Wednesday, December 30, 2020

Fleet building 201: Big Heavy

Vader knows where it's at.
Big Heavy
As mentioned in the header article, Big Heavy is looking to stress the inherent strengths of heavier combat ships (medium and large ships focusing on direct confrontation). Heavy combat ships have high-value activations that can get a lot done. For the amount of space they take up on the table, they can throw an awful lot of dice, and for the most part they can take a lot of punishment, especially if the enemy is unable to gang up on them to overheat their defense tokens. Heavy ships that are only taking one or two attacks each round are in most cases effectively immortal, especially with the right defensive tech; conversely, light combat ships taking one or two attacks each round are going to be destroyed if they can't get out of trouble and soon.
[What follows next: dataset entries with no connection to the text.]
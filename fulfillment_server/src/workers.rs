//! Background jobs that run alongside the HTTP server.
//!
//! Both workers own their own copy of the database handle and loop forever. Do not await the returned handles.
use std::time::Duration;

use chrono::{Local, Utc};
use fulfillment_engine::{events::EventProducers, AssignmentApi, FulfillmentPolicy, OrderFlowApi, SqliteDatabase};
use log::*;
use tokio::task::JoinHandle;

/// Starts the confirmation timeout sweep. Pending items older than their vendor's window are auto-confirmed or
/// escalated on every tick.
pub fn start_confirmation_worker(
    db: SqliteDatabase,
    producers: EventProducers,
    policy: FulfillmentPolicy,
    interval: Duration,
) -> JoinHandle<()> {
    tokio::spawn(async move {
        let mut timer = tokio::time::interval(interval);
        let api = OrderFlowApi::new(db, producers).with_policy(policy);
        info!("🕰️ Confirmation timeout worker started. Sweeping every {}s", interval.as_secs());
        loop {
            timer.tick().await;
            trace!("🕰️ Running confirmation timeout sweep");
            match api.run_confirmation_timeouts(Utc::now()).await {
                Ok(report) if report.is_quiet() => {
                    trace!("🕰️ {} pending items checked. Nothing to do.", report.checked)
                },
                Ok(report) => {
                    info!(
                        "🕰️ {} pending items checked. {} auto-confirmed, {} escalated, {} skipped, {} errors",
                        report.checked,
                        report.auto_confirmed.len(),
                        report.escalated.len(),
                        report.skipped.len(),
                        report.errors.len()
                    );
                    debug!("🕰️ Auto-confirmed: {:?}. Escalated: {:?}", report.auto_confirmed, report.escalated);
                    for (item_id, e) in &report.errors {
                        warn!("🕰️ Item {item_id} could not be swept. {e}");
                    }
                },
                Err(e) => error!("🕰️ Error running the confirmation timeout sweep: {e}"),
            }
        }
    })
}

/// Starts the backstop repair job. Each tick recreates any missing assignment or pickup records for today's orders.
pub fn start_repair_worker(db: SqliteDatabase, producers: EventProducers, interval: Duration) -> JoinHandle<()> {
    tokio::spawn(async move {
        let mut timer = tokio::time::interval(interval);
        let api = AssignmentApi::new(db, producers);
        info!("🕰️ Assignment repair worker started. Running every {}s", interval.as_secs());
        loop {
            timer.tick().await;
            let today = Local::now().date_naive();
            match api.repair_day(today).await {
                Ok(report) if report.is_clean() => debug!("🕰️ Repair for {today}: all records present"),
                Ok(report) => {
                    info!(
                        "🕰️ Repair for {today}: {} orders checked. {} assignments, {} pickups created. {} errors",
                        report.orders_checked,
                        report.assignments_created,
                        report.pickups_created,
                        report.errors.len()
                    );
                    for e in &report.errors {
                        warn!("🕰️ Order {} could not be repaired. {}", e.order_id, e.message);
                    }
                },
                Err(e) => error!("🕰️ Error running the assignment repair job: {e}"),
            }
        }
    })
}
A Big Heavy fleet is looking to quickly destroy heavy-hitting opposition that threatens its heavy ships and then hopes to spend the rest of the game casually gobbling up the less-threatening survivors.

Before I get any further I want to make it clear that there will be a lot of generalizations coming up in this and the future Fleet Building 201 articles, which are useful for communicating overall points but there are always exceptions, especially in fleets made by players who know what they're doing inside and out and how to play around what would be a critical problem for a less-experienced player.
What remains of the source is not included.